Wednesday, April 20, 2011

The OleMan And The Boy

The OleMan And The Boy

A fable by Wayne David Knoll

- written at Yuendumu, Northern Territory 1995



Just an OleMan. And a Boy. Walking.

These two people. Walking around.

The OleMan has a black hat and a crooked stick.

The Boy has a colourful hat and an umbrella. They are living walking.

The OleMan, Grandfather, is knowing where they go. What wisdom. How to cook. Make fire. The Boy, quick, bright, finds food. Climbs for eggs. Fetches berries. Collects wood.

The OleMan helps the Boy and the Boy helps the OleMan.

At night: the boy: scared. The dark. It is cold. The frost. So cold. He gets close to the OleMan.
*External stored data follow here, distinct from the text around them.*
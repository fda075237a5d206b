use agentgate_core::logging;
use clap::Parser;

mod cli;

use crate::cli::Cli;

fn main() {
    let cli = Cli::parse();

    // Initialize logging as early as possible; stderr if the log file is unusable.
    if let Err(err) = logging::init_logging(cli.log_file.as_deref()) {
        logging::init_logging_stderr();
        tracing::warn!("file logging unavailable: {:#}", err);
    }

    if let Err(err) = cli.run() {
        eprintln!("agentgate error: {:#}", err);
        std::process::exit(1);
    }
}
Daytime. The path is hard. Prickles get in. It is hot.The sun. The dust. The wind. So hot!

Their life is good, but hard.

Often OleMan is grumpy. He wants the boy to be more help.

The Boy goes slow. OleMan gets angry.

The Boy gets lazy. He dreams of sitting in the shade of the umbrella he always carries. The Boy remembers the cool waterhole they left behind.

The OleMan knows the cool waterhole that is a long way up in front. The Boy sits down in the shade. But the OleMan gets grumpy and threatens the boy with his stick.

The Boy gets up. Goes a little. Sits in the shade.

"Sit down" the Boy says.

The OleMan won't sit down. The Boy sits in his shade.

"Gettup!" the OldMan says. The OleMan knows they have to keep going.

The Boy only knows he has to stop. He dreams of shade. The Shade.

Oleman thinks that the Boy only want to play. The Boy thinks the OleMan makes him keep going just to be mean.

The Boy gets angry,"Old Stonehead" he says; "Why don't you just die!"

The OleMan gets angry with the Boy. "Senseless Weakhead!" he says.
"You'll die without me."

So they fight, but keep going. Walking together.

One day as they walk. They come past a camp of strangers who don't live walking. As the Boy looks in open doors and windows, his mouth gapes at the things they've got.

Video. Television. Radios. Computors. And he sees lots of Images on the screens. Colourful clothes! Fantastic beds. And dishes full of fruits and cooked food. Pictures! A Resort! With cool waterfalls. A pool where people splash and plunge. A bottle of chilled lemonade all frosty and dewy with sparkling bubbles.

The picture is all that the Boy ever dreamed in his dreams of shade. This picture is better than any waterhole he has ever seen. He sees the people get things. He wants to stop and find that place on the picture. He sees Money buys things in the store.

"Sit down." He says. He wants to stay there.

"Get going." the OleMan says. The OleMan goes.

And so The Boy goes, unhappily, looking back, even after the camp is out of sight.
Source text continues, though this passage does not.